Para quem não tem medo de pensar...

sexta-feira, 8 de maio de 2009

Tempo e percepção...



Que o tempo dos relógios difere dos tempos das consciências, como diz Sponville, é dado comum e chega a ser uma banalidade. Mas às vezes, as banalidades quando são pensadas e escritas em uma crônica ganham uma nova tonalidade. Saem do banal, comum e trivial e ganham vida. Vida poética, claro. Pois é sobre esses tempos distintos que me ponho a pensar e escrever. E sabem por que essa banalidade – que há tempos diversos à depender da consciência que o atém – é um prato cheio a ser servido em um texto? É por que esse tempo que vivemos e apreendemos em nossa consciência são múltiplos, variados e heterogêneos.

Nada comparado, por exemplo, aos tempos precisos dos relógios ajustados com precisão astronômica com a tecnologia dos átomos e dos movimentos dos astros. Esses relógios pelos quais os físicos e mágicos dos números calculam com precisão o tempo do mundo, não passam de uma evolução tecnológica do homem na sua sina eterna de controle de tudo. Afinal de contas, já dizia a Antiga Escritura “e tereis domínio sobre as aves do céu, sobre os peixes e todos os animais espalhados sobre a terra”.
Penso que a inspiração em criar um instrumento para dividir o tempo vem da nossa vocação primeira dada pelo Criador. O relógio é também uma conseqüência da nossa chamada missão cultural. Domínio e controle são então, ambos os conceitos, reunidos em uma bugiganga só. Mas voltemos aos tempos distintos da consciência, que pelo visto, não tem nada a ver com o tempo dos mecanismos.

Para início de conversa, o tempo do qual quero falar é banal. Nada tão banal em falar, por exemplo, que o tempo que passamos ao lado de quem gostamos muito é bem diferente do tempo em que passamos ao lado de alguém de detestamos. Certo. Nada tão sensível à nossa mente também que à medida que nos interessamos, gostamos e nos apaixonamos, a nossa percepção temporal será distintamente marcada. Nos dizeres do sábio filósofo Salomão, há tempos e tempos. E isto porque o tempo do abraço é diferente do tempo da solidão, e o tempo da colheita, logicamente, não é o mesmo do tempo do plantio. Em outras palavras, o tempo do prazer é diferente do tempo de sofrimento. Claro, o filósofo bíblico sabia que o abraço desperta sentimentos tais em nós que interferem no tempo, assim como o sofrimento, que diametralmente oposta ao prazer desperta outros sentimentos que por sua vez, nos darão outra percepção de tempo.
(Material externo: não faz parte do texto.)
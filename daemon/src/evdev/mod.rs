//! Linux event device handling.
//!
//! The kernel's evdev subsystem exposes input devices as `/dev/input/event*`
//! character files. Each open device is probed for its capabilities via
//! ioctl, optionally grabbed for exclusive access, and then read by a
//! dedicated task whenever the poller reports the fd readable. Raw frames
//! run through the per-device decoder; committed events are published to the
//! device's subscribers. LED frames flow the other way: lock-key toggles are
//! written back to the same fd.

pub mod decode;
pub mod keys;
pub mod raw;

use ::fixedbitset::FixedBitSet;
use ::log::{debug, error, info, warn};
use ::std::io::{Read, Write};
use ::std::os::fd::AsRawFd;
use ::std::os::unix::fs::OpenOptionsExt;
use ::std::path::{Path, PathBuf};
use ::std::sync::atomic::{AtomicU32, Ordering};
use ::std::sync::{Arc, Mutex};
use ::std::time::Duration;
use ::tokio::io::unix::AsyncFd;
use ::tokio::io::Interest;
use ::tokio::sync::mpsc;
use ::tokio::task::JoinHandle;

use crate::bus::{Publisher, Subscription};
use crate::error::Error;
use crate::event::{DeviceBus, DeviceId, DeviceType, EventKind, InputEvent, KeyState, Point};
use crate::manager::DeviceInfo;
use decode::Decoder;
use keys::{Key, Led};
use raw::{FrameBuffer, RAW_EVENT_SIZE};

/// Position and key state mirrored out of the reader task so snapshots
/// (the `Devices` RPC) never touch the decoder.
pub struct SharedState {
    position: Mutex<Point>,
    key_state: AtomicU32,
}

impl SharedState {
    fn new(key_state: KeyState) -> SharedState {
        SharedState { position: Mutex::new(Point::ZERO), key_state: AtomicU32::new(key_state.bits()) }
    }

    pub fn position(&self) -> Point {
        *self.position.lock().unwrap()
    }

    pub fn key_state(&self) -> KeyState {
        KeyState::from_bits_truncate(self.key_state.load(Ordering::Relaxed))
    }

    fn set_position(&self, position: Point) {
        *self.position.lock().unwrap() = position;
    }

    fn set_key_state(&self, key_state: KeyState) {
        self.key_state.store(key_state.bits(), Ordering::Relaxed);
    }
}

/// One open evdev device. Created by the manager, which also owns its
/// lifetime: open → probe → spawn reader → stream events until close.
pub struct InputDevice {
    id: DeviceId,
    path: PathBuf,
    name: String,
    device_type: DeviceType,
    bus: DeviceBus,
    grabbed: bool,
    origin: Duration,
    // Both move into the reader task when it starts.
    file: Option<::std::fs::File>,
    decoder: Option<Decoder>,
    shared: Arc<SharedState>,
    publisher: Arc<Publisher<InputEvent>>,
    reader: Option<JoinHandle<()>>,
}

impl InputDevice {
    pub fn open(path: &Path, id: DeviceId, exclusive: bool) -> Result<InputDevice, Error> {
        let file = ::std::fs::OpenOptions::new()
            .read(true)
            .write(true)
            .custom_flags(::libc::O_NONBLOCK)
            .open(path)?;
        let fd = file.as_raw_fd();

        let mut name_buf = [0u8; 256];
        let name = match unsafe { raw::eviocgname(fd, &mut name_buf[..]) } {
            Ok(len) if len > 0 => terminated_string(&name_buf),
            _ => String::new(),
        };

        let mut device_id = raw::input_id::default();
        unsafe { raw::eviocgid(fd, &mut device_id) }?;
        let bus = match device_id.bustype {
            raw::BUS_USB => DeviceBus::USB,
            raw::BUS_BLUETOOTH => DeviceBus::BLUETOOTH,
            _ => DeviceBus::empty(),
        };

        let mut ev_buf = [0u8; 4];
        unsafe { raw::eviocgbit(fd, 0, ev_buf.len() as i32, ev_buf.as_mut_ptr()) }?;
        let ev_bits = u32::from_le_bytes(ev_buf);

        let mut key_bits = FixedBitSet::with_capacity(raw::KEY_MAX + 1);
        if ev_bits & (1 << raw::EV_BIT_KEY) != 0 {
            let mut buf = [0u8; (raw::KEY_MAX + 1) / 8];
            unsafe { raw::eviocgbit(fd, raw::EV_BIT_KEY, buf.len() as i32, buf.as_mut_ptr()) }?;
            fill_bitset(&mut key_bits, &buf);
        }
        let mut rel_bits = 0u32;
        if ev_bits & (1 << raw::EV_BIT_REL) != 0 {
            let mut buf = [0u8; 4];
            unsafe { raw::eviocgbit(fd, raw::EV_BIT_REL, buf.len() as i32, buf.as_mut_ptr()) }?;
            rel_bits = u32::from_le_bytes(buf);
        }
        let mut abs_bits = 0u64;
        if ev_bits & (1 << raw::EV_BIT_ABS) != 0 {
            let mut buf = [0u8; 8];
            unsafe { raw::eviocgbit(fd, raw::EV_BIT_ABS, buf.len() as i32, buf.as_mut_ptr()) }?;
            abs_bits = u64::from_le_bytes(buf);
        }
        let device_type = derive_type(ev_bits, &key_bits, rel_bits, abs_bits);

        // Seed the lock bits from the device's current LED state.
        let mut key_state = KeyState::empty();
        if ev_bits & (1 << raw::EV_BIT_LED) != 0 {
            let mut buf = [0u8; 2];
            if unsafe { raw::eviocgled(fd, &mut buf[..]) }.is_ok() {
                let leds = u16::from_le_bytes(buf);
                for (led, bit) in [
                    (Led::LED_CAPSL, KeyState::CAPS_LOCK),
                    (Led::LED_NUML, KeyState::NUM_LOCK),
                    (Led::LED_SCROLLL, KeyState::SCROLL_LOCK),
                ] {
                    if leds & (1 << u16::from(led)) != 0 {
                        key_state |= bit;
                    }
                }
            }
        }

        // Event timestamps are rebased onto a per-device origin captured at
        // open; switching the event clock keeps both on CLOCK_MONOTONIC.
        let clock: ::libc::c_int = ::libc::CLOCK_MONOTONIC;
        if let Err(errno) = unsafe { raw::eviocsclockid(fd, &clock) } {
            debug!("{}: monotonic event clock unavailable: {}", path.display(), errno);
        }
        let origin = now_monotonic();

        let mut grabbed = false;
        if exclusive {
            match unsafe { raw::eviocgrab(fd, 1) } {
                Ok(_) => grabbed = true,
                Err(errno) => warn!("{}: exclusive grab failed: {}", path.display(), errno),
            }
        }

        debug!(
            "{}: opened name={:?} type={:?} bus={:?} grabbed={}",
            path.display(),
            name,
            device_type,
            bus,
            grabbed
        );

        Ok(InputDevice {
            id,
            path: path.to_owned(),
            name,
            device_type,
            bus,
            grabbed,
            origin,
            file: Some(file),
            decoder: Some(Decoder::new(key_state)),
            shared: Arc::new(SharedState::new(key_state)),
            publisher: Arc::new(Publisher::new()),
            reader: None,
        })
    }

    pub fn id(&self) -> DeviceId {
        self.id
    }

    pub fn info(&self) -> DeviceInfo {
        DeviceInfo {
            id: self.id,
            path: self.path.clone(),
            name: self.name.clone(),
            device_type: self.device_type,
            bus: self.bus,
            exclusive: self.grabbed,
            position: self.shared.position(),
            key_state: self.shared.key_state(),
        }
    }

    /// Whether this device passes the open filters.
    pub fn matches(&self, alias: &str, types: DeviceType, bus: DeviceBus) -> bool {
        crate::manager::matches_filters(&self.name, self.device_type, self.bus, alias, types, bus)
    }

    pub fn subscribe(&self) -> Subscription<InputEvent> {
        self.publisher.subscribe()
    }

    /// Starts the reader task. `removals` is notified when the device goes
    /// away (EOF or I/O error), so the manager can drop it.
    pub fn spawn_reader(&mut self, removals: mpsc::UnboundedSender<DeviceId>) {
        let (Some(file), Some(decoder)) = (self.file.take(), self.decoder.take()) else {
            return;
        };
        self.reader = Some(::tokio::spawn(read_task(ReadTask {
            file,
            decoder,
            id: self.id,
            device_type: self.device_type,
            origin: self.origin,
            path: self.path.clone(),
            shared: self.shared.clone(),
            publisher: self.publisher.clone(),
            removals,
        })));
    }

    /// Stops the reader, closes subscriber channels and releases the fd
    /// (which also releases any exclusive grab).
    pub fn close(&mut self) {
        if let Some(reader) = self.reader.take() {
            reader.abort();
        }
        self.file = None;
        self.decoder = None;
        self.publisher.close();
        debug!("{}: closed", self.path.display());
    }
}

struct ReadTask {
    file: ::std::fs::File,
    decoder: Decoder,
    id: DeviceId,
    device_type: DeviceType,
    origin: Duration,
    path: PathBuf,
    shared: Arc<SharedState>,
    publisher: Arc<Publisher<InputEvent>>,
    removals: mpsc::UnboundedSender<DeviceId>,
}

async fn read_task(mut task: ReadTask) {
    let path = task.path.clone();
    let afd = match AsyncFd::with_interest(task.file, Interest::READABLE) {
        Ok(afd) => afd,
        Err(err) => {
            error!("{}: failed to register with the poller: {}", path.display(), err);
            task.publisher.close();
            let _ = task.removals.send(task.id);
            return;
        }
    };

    let mut frames = FrameBuffer::default();
    let mut buf = [0u8; 64 * RAW_EVENT_SIZE];
    'read: loop {
        let mut guard = match afd.readable().await {
            Ok(guard) => guard,
            Err(err) => {
                error!("{}: poll failed: {}", path.display(), err);
                break 'read;
            }
        };
        match guard.try_io(|inner| {
            let mut file = inner.get_ref();
            file.read(&mut buf)
        }) {
            Ok(Ok(0)) => {
                info!("{}: device is gone", path.display());
                break 'read;
            }
            Ok(Ok(n)) => {
                frames.extend(&buf[..n]);
                while let Some(frame) = frames.next_frame() {
                    let step = task.decoder.feed(&frame);
                    if let Some(write) = step.led {
                        let mut file = afd.get_ref();
                        if let Err(err) = file.write_all(&write.frame().encode()) {
                            warn!("{}: LED write failed: {}", path.display(), err);
                        }
                    }
                    if let Some(mut event) = step.event {
                        event.timestamp = event.timestamp.saturating_sub(task.origin);
                        event.source = task.id;
                        event.device_type = task.device_type;
                        match event.kind {
                            EventKind::AbsPosition
                            | EventKind::RelPosition
                            | EventKind::TouchPosition => task.shared.set_position(event.position),
                            _ => {}
                        }
                        task.shared.set_key_state(event.key_state);
                        task.publisher.emit(&event);
                    }
                }
            }
            Ok(Err(err)) => {
                error!("{}: read failed: {}", path.display(), err);
                break 'read;
            }
            Err(_would_block) => continue 'read,
        }
    }

    if frames.residue() > 0 {
        warn!("{}: discarding {} bytes of a partial frame", path.display(), frames.residue());
    }
    task.publisher.close();
    let _ = task.removals.send(task.id);
}

/// Derives the device category from its capability bitmaps: a full set of
/// letter keys makes a keyboard, X/Y relative axes a mouse, multi-touch
/// absolute axes a touchscreen, and plain X/Y absolute axes a joystick.
fn derive_type(ev_bits: u32, key_bits: &FixedBitSet, rel_bits: u32, abs_bits: u64) -> DeviceType {
    let mut device_type = DeviceType::empty();
    if ev_bits & (1 << raw::EV_BIT_KEY) != 0
        && Key::LETTERS.iter().all(|key| key_bits.contains(key.code() as usize))
    {
        device_type |= DeviceType::KEYBOARD;
    }
    if ev_bits & (1 << raw::EV_BIT_REL) != 0
        && rel_bits & (1 << raw::CODE_X) != 0
        && rel_bits & (1 << raw::CODE_Y) != 0
    {
        device_type |= DeviceType::MOUSE;
    }
    if ev_bits & (1 << raw::EV_BIT_ABS) != 0 {
        let multi_touch = abs_bits & (1 << raw::CODE_SLOT_X | 1 << raw::CODE_SLOT_Y) != 0;
        let plain_axes = abs_bits & (1 << raw::CODE_X | 1 << raw::CODE_Y)
            == (1 << raw::CODE_X | 1 << raw::CODE_Y);
        if multi_touch {
            device_type |= DeviceType::TOUCHSCREEN;
        } else if plain_axes {
            device_type |= DeviceType::JOYSTICK;
        }
    }
    device_type
}

fn fill_bitset(set: &mut FixedBitSet, bytes: &[u8]) {
    for (index, byte) in bytes.iter().enumerate() {
        for bit in 0..8 {
            if byte & (1 << bit) != 0 {
                let position = index * 8 + bit;
                if position < set.len() {
                    set.insert(position);
                }
            }
        }
    }
}

fn terminated_string(buf: &[u8]) -> String {
    let end = buf.iter().position(|&b| b == 0).unwrap_or(buf.len());
    String::from_utf8_lossy(&buf[..end]).into_owned()
}

fn now_monotonic() -> Duration {
    match ::nix::time::clock_gettime(::nix::time::ClockId::CLOCK_MONOTONIC) {
        Ok(now) => Duration::new(now.tv_sec() as u64, now.tv_nsec() as u32),
        Err(_) => Duration::ZERO,
    }
}

#[cfg(test)]
mod tests {
    use super::*;

    fn key_bitmap(keys: &[Key]) -> FixedBitSet {
        let mut set = FixedBitSet::with_capacity(raw::KEY_MAX + 1);
        for key in keys {
            set.insert(key.code() as usize);
        }
        set
    }

    #[test]
    fn keyboard_needs_every_letter() {
        let all = key_bitmap(&Key::LETTERS);
        assert_eq!(derive_type(1 << raw::EV_BIT_KEY, &all, 0, 0), DeviceType::KEYBOARD);

        let partial = key_bitmap(&Key::LETTERS[..20]);
        assert_eq!(derive_type(1 << raw::EV_BIT_KEY, &partial, 0, 0), DeviceType::empty());
    }

    #[test]
    fn mouse_from_relative_axes() {
        let keys = key_bitmap(&[Key::BTN_LEFT, Key::BTN_RIGHT]);
        let rel = (1 << raw::CODE_X) | (1 << raw::CODE_Y);
        let bits = (1 << raw::EV_BIT_KEY) | (1 << raw::EV_BIT_REL);
        assert_eq!(derive_type(bits, &keys, rel, 0), DeviceType::MOUSE);
    }

    #[test]
    fn touchscreen_beats_joystick_on_multi_touch() {
        let keys = key_bitmap(&[]);
        let abs = (1u64 << raw::CODE_X)
            | (1u64 << raw::CODE_Y)
            | (1u64 << raw::CODE_SLOT_X)
            | (1u64 << raw::CODE_SLOT_Y);
        assert_eq!(
            derive_type(1 << raw::EV_BIT_ABS, &keys, 0, abs),
            DeviceType::TOUCHSCREEN
        );

        let plain = (1u64 << raw::CODE_X) | (1u64 << raw::CODE_Y);
        assert_eq!(
            derive_type(1 << raw::EV_BIT_ABS, &keys, 0, plain),
            DeviceType::JOYSTICK
        );
    }

    #[test]
    fn bitmap_fill() {
        let mut set = FixedBitSet::with_capacity(16);
        fill_bitset(&mut set, &[0b0000_0101, 0b1000_0000]);
        assert!(set.contains(0));
        assert!(set.contains(2));
        assert!(set.contains(15));
        assert!(!set.contains(1));
    }
}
Enfim, a nossa consciência demonstra que temos sérios problemas com a precisão cronométrica em nossa experiência. Temos dificuldades naturais em perceber o tempo (como o próprio Agostinho já dizia que “se ninguém me pergunta eu sei o que é o tempo, mas, se me perguntarem e eu quero explicar já não sei”.) Se não tivéssemos não precisaríamos nem mesmo de inventar as ampulhetas e mais tarde os relógios.
A mente humana de fato é um grande mistério. Penso que, talvez, essa dificuldade em perceber o tempo seria uma conclusão óbvia de que tempo tal como convencionamos ser aquele tripé passado-presente-futuro não existe. Ou seja, temos dificuldades em apreender esse ser-tempo pela simples razão que tudo o que de fato existe é o agora, o presente instante, e nada mais. Passado é memória, coisas velhas acumuladas na mente. Futuro é essa pretensão, confiança exarcebada e religiosa da razão humana em esperar por um horizonte de expectativas. Afinal de contas, se o sol nasceu até hoje, é provável que nasça amanhã. E dessa forma, não sei, talvez por razões de praticidade e facilidade o homus tempus inventa esses conceitos, passado, futuro, areia caindo dentro de um recipiente, sombra projetada no chão e rodas mecânicas girando perenemente em sentido contrário.

A vida e o tempo não passam de um postulado, uma mera convicção temporária.